Auch die Ostfriesischen Inseln begehren auf. Ein Zusammenschluss der Ferienregion forderte Öffnungen mit einer Test-Strategie. Anreisen dürfe überhaupt nur, wer einen negativen PCR-Test hat. Wer länger bleibt, müsse sich regelmäßig einen Abstrich nehmen lassen. Eine Kehrtwende während des Bund-Länder-Gipfels scheint nicht ausgeschlossen.

Auch für die Ferien legen die SPD-Länder konkrete Ideen vor. Die Bild zitiert aus der Beschlussvorlage: "Das Konzept des 'kontaktarmen Urlaubs' kann für Bürgerinnen und Bürger des jeweils eigenen Landes unter Beachtung der geltenden Kontaktbeschränkungen, strengen Hygieneauflagen und der Umsetzung eines Testregimes ermöglicht werden." Dazu zählen wohl Einrichtungen, bei denen "eigene sanitäre Anlagen genutzt und Essen über Selbstversorgung organisiert werden kann". Heißt: Zumindest Ferienwohnungen und autarke Apartments könnten demnach wieder gebucht werden.

Was sagen Mediziner und Experten?

Sie warnen, seit Tagen. Die Infektionszahlen steigen, mittlerweile liegt die bundesweite Sieben-Tage-Inzidenz mit 99,9 denkbar knapp unter dem als kritisch definierten Grenzwert. Die Intensivstationen sind zwar noch nicht überlastet, der Präsident der Deutschen Interdisziplinären Vereinigung für Intensiv- und Notfallmedizin (Divi) aber mahnt. "Alles, was man sich jetzt erlaubt, muss man später mit Zins und Zinseszins bezahlen", sagte Gernot Marx der Augsburger Allgemeinen. "Aus unserer Sicht kann es daher nur eine Rückkehr zum Lockdown vom Februar geben."

Auch die Chefin des Ärzteverbandes Marburger Bund wird deutlich. "Es muss definitiv die vereinbarte Notbremse gezogen werden, da darf es keine Ausnahmen geben", sagte Susanne Johna der Neuen Osnabrücker Zeitung. "Ich rechne ab Ostern mit einer noch kritischeren Lage als zum Jahreswechsel." Der Puffer, den es aktuell auf den Intensivstationen gebe, werde "rasant wegschmelzen".

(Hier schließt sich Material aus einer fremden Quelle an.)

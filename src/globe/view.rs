use glam::DVec3;

/// Base auto-rotation speed in radians per millisecond
const BASE_SPIN: f64 = 0.00025;
/// Per-frame velocity decay back toward the auto-rotate speed
const FRICTION: f64 = 0.96;

/// Globe viewport using orthographic projection of a rotating sphere.
/// Orientation stored as a rotation frame (3 column vectors) so point
/// transforms are three dot products. The globe spins on its own and
/// carries drag inertia: a released drag decays back to the base spin.
#[derive(Clone)]
pub struct GlobeView {
    /// Direction pointing at the camera
    forward: DVec3,
    /// East on screen
    right: DVec3,
    /// North on screen
    up: DVec3,
    /// Sphere radius in braille pixels
    pub radius: f64,
    /// Canvas pixel width
    pub width: usize,
    /// Canvas pixel height
    pub height: usize,
    /// Angular velocity, radians per millisecond
    vx: f64,
    vy: f64,
    pub dragging: bool,
}

impl GlobeView {
    /// Build a globe centered on (lon, lat) filling the given pixel canvas.
    pub fn new(center_lon: f64, center_lat: f64, width: usize, height: usize) -> Self {
        let lon_rad = center_lon.to_radians();
        let lat_rad = center_lat.to_radians();

        // Forward = direction from origin to (lon, lat) on unit sphere
        let forward = DVec3::new(
            lat_rad.cos() * lon_rad.cos(),
            lat_rad.cos() * lon_rad.sin(),
            lat_rad.sin(),
        );

        // Up = derivative of forward w.r.t. latitude (points north)
        let raw_up = DVec3::new(
            -lat_rad.sin() * lon_rad.cos(),
            -lat_rad.sin() * lon_rad.sin(),
            lat_rad.cos(),
        );

        let right = forward.cross(raw_up).normalize();
        let up = right.cross(forward).normalize();

        Self {
            forward,
            right,
            up,
            radius: Self::fit_radius(width, height),
            width,
            height,
            vx: BASE_SPIN,
            vy: 0.0,
            dragging: false,
        }
    }

    fn fit_radius(width: usize, height: usize) -> f64 {
        (width.min(height * 2) as f64 / 2.2).max(4.0)
    }

    /// Resize the canvas, refitting the sphere
    pub fn set_size(&mut self, width: usize, height: usize) {
        self.width = width;
        self.height = height;
        self.radius = Self::fit_radius(width, height);
    }

    /// Project a geographic point to screen pixels.
    /// Returns `None` for back-face points (behind the visible hemisphere).
    pub fn project(&self, lon: f64, lat: f64) -> Option<(i32, i32)> {
        let p = lonlat_to_vec3(lon, lat);

        // Dot with forward: positive = front-facing
        if p.dot(self.forward) < 0.0 {
            return None;
        }

        let sx = p.dot(self.right);
        let sy = p.dot(self.up);

        let px = (self.width as f64 / 2.0 + sx * self.radius) as i32;
        // Braille pixels are half as wide as tall; halve the vertical scale
        let py = (self.height as f64 / 2.0 - sy * self.radius * 0.5) as i32;

        Some((px, py))
    }

    /// Unproject screen pixels back to lon/lat.
    /// Returns `None` if the point is outside the sphere disk.
    pub fn unproject(&self, px: i32, py: i32) -> Option<(f64, f64)> {
        let sx = (px as f64 - self.width as f64 / 2.0) / self.radius;
        let sy = -(py as f64 - self.height as f64 / 2.0) / (self.radius * 0.5);

        let r2 = sx * sx + sy * sy;
        if r2 > 1.0 {
            return None;
        }

        let sz = (1.0 - r2).sqrt();
        let p = self.right * sx + self.up * sy + self.forward * sz;

        let lat = p.z.clamp(-1.0, 1.0).asin().to_degrees();
        let lon = p.y.atan2(p.x).to_degrees();

        Some((lon, lat))
    }

    fn rotate_yaw(&mut self, angle: f64) {
        if angle.abs() < 1e-10 {
            return;
        }
        let (sin_a, cos_a) = angle.sin_cos();
        let new_forward = self.forward * cos_a + self.right * sin_a;
        let new_right = self.right * cos_a - self.forward * sin_a;
        self.forward = new_forward.normalize();
        self.right = new_right.normalize();
    }

    fn rotate_pitch(&mut self, angle: f64) {
        if angle.abs() < 1e-10 {
            return;
        }
        let (sin_a, cos_a) = angle.sin_cos();
        let new_forward = self.forward * cos_a + self.up * sin_a;
        let new_up = self.up * cos_a - self.forward * sin_a;
        self.forward = new_forward.normalize();
        self.up = new_up.normalize();
    }

    /// Start a drag: kill existing momentum so the surface sticks to
    /// the cursor
    pub fn begin_drag(&mut self) {
        self.dragging = true;
        self.vx = 0.0;
        self.vy = 0.0;
    }

    /// Rotate the globe by a pixel drag delta and record the velocity
    /// that "throws" it on release.
    pub fn rotate_drag(&mut self, dx: i32, dy: i32) {
        let angle_x = (dx as f64) / self.radius;
        let angle_y = -(dy as f64) / (self.radius * 0.5);
        self.rotate_yaw(angle_x);
        self.rotate_pitch(angle_y);
        // Assume ~16 ms since the previous drag event
        self.vx = angle_x / 16.0;
        self.vy = angle_y / 16.0;
    }

    pub fn end_drag(&mut self) {
        self.dragging = false;
    }

    /// Per-frame update: apply momentum, then decay velocity back to the
    /// base auto-rotate spin. No-op while a drag is in progress.
    pub fn advance(&mut self, dt_ms: f64) {
        if self.dragging {
            return;
        }
        self.rotate_yaw(self.vx * dt_ms);
        self.rotate_pitch(self.vy * dt_ms);
        self.vx = self.vx * FRICTION + BASE_SPIN * (1.0 - FRICTION);
        self.vy *= FRICTION;
    }

    /// Center longitude/latitude the globe is looking at
    pub fn center_lonlat(&self) -> (f64, f64) {
        let lat = self.forward.z.asin().to_degrees();
        let lon = self.forward.y.atan2(self.forward.x).to_degrees();
        (lon, lat)
    }
}

/// Convert lon/lat (degrees) to a unit sphere vector.
#[inline(always)]
fn lonlat_to_vec3(lon: f64, lat: f64) -> DVec3 {
    let lon_rad = lon.to_radians();
    let lat_rad = lat.to_radians();
    DVec3::new(
        lat_rad.cos() * lon_rad.cos(),
        lat_rad.cos() * lon_rad.sin(),
        lat_rad.sin(),
    )
}

#[cfg(test)]
mod tests {
    use super::*;

    #[test]
    fn test_center_projects_to_middle() {
        let view = GlobeView::new(0.0, 0.0, 100, 100);
        let (px, py) = view.project(0.0, 0.0).unwrap();
        assert_eq!(px, 50);
        assert_eq!(py, 50);
    }

    #[test]
    fn test_backface_culled() {
        let view = GlobeView::new(0.0, 0.0, 100, 100);
        assert!(view.project(180.0, 0.0).is_none());
    }

    #[test]
    fn test_unproject_roundtrip() {
        let view = GlobeView::new(10.0, 20.0, 200, 120);
        let (px, py) = view.project(15.0, 25.0).unwrap();
        let (lon, lat) = view.unproject(px, py).unwrap();
        assert!((lon - 15.0).abs() < 2.0, "lon {lon}");
        assert!((lat - 25.0).abs() < 2.0, "lat {lat}");
    }

    #[test]
    fn test_unproject_outside_disk() {
        let view = GlobeView::new(0.0, 0.0, 100, 100);
        assert!(view.unproject(-1000, 50).is_none());
    }

    #[test]
    fn test_auto_rotation_moves_center() {
        let mut view = GlobeView::new(0.0, 0.0, 100, 100);
        let (lon_before, _) = view.center_lonlat();
        for _ in 0..10 {
            view.advance(16.0);
        }
        let (lon_after, _) = view.center_lonlat();
        assert!((lon_after - lon_before).abs() > 1e-6);
    }

    #[test]
    fn test_drag_halts_auto_spin() {
        let mut view = GlobeView::new(0.0, 0.0, 100, 100);
        view.begin_drag();
        let (lon_before, _) = view.center_lonlat();
        view.advance(16.0);
        let (lon_after, _) = view.center_lonlat();
        assert_eq!(lon_before.to_bits(), lon_after.to_bits());
    }

    #[test]
    fn test_momentum_decays_toward_base_spin() {
        let mut view = GlobeView::new(0.0, 0.0, 100, 100);
        view.begin_drag();
        view.rotate_drag(40, 0);
        view.end_drag();
        for _ in 0..600 {
            view.advance(16.0);
        }
        assert!((view.vx - BASE_SPIN).abs() < BASE_SPIN * 0.1);
        assert!(view.vy.abs() < 1e-6);
    }
}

Kommt jetzt die Vollbremse?

Weitere Lockerungen sind jedenfalls nicht zu erwarten. Baden-Württembergs Ministerpräsident Winfried Kretschmann etwa sagt, man müsse damit rechnen "dass Dinge zurückgenommen und verschärft werden". Auch Thüringens Länderchef Bodo Ramelow äußert sich ähnlich. "Ohne Kontaktnachverfolgung und ohne Testen bin ich nicht fürs Öffnen, da bin ich für gar nichts", sagte der Linken-Politiker der Deutschen Presse-Agentur.

Auch Spitzenpolitiker der SPD sehen kaum Raum für Lockerungen. "Bestimmte Schritte müssen eventuell auch wieder zurückgenommen werden", sagte Fraktionschef Rolf Mützenich. Rheinland-Pfalz' Ministerpräsidenten Malu Dreyer sprach sich in der Neuen Osnabrücker Zeitung zwar für "regionale Lösungen" aus. Aber: Der Stufenplan sehe eben auch Schließungen dort vor, wo sie nötig seien. In Modellkommunen mit einer Inzidenz unter 100 sollten aber auch wie geplant Außengastronomie und Einzelhandel öffnen dürfen - dann mit tagesaktuellem Corona-Test, sagt Dreyer.

Die "Notbremse", die der Stufenplan vorsieht, soll jedenfalls konsequent umgesetzt werden. "Die muss überall in Deutschland gleich und konsequent angewendet werden", sagte Bayerns Ministerpräsident Markus Söder der Frankfurter Allgemeinen Sonntagszeitung. Wer verzögert, warnt der CSU-Chef, der könne die dritte Welle bis in den Sommer hinein verlängern. "Daher jetzt lieber konsequent und schneller – auch wenn es noch mal Kraft kostet."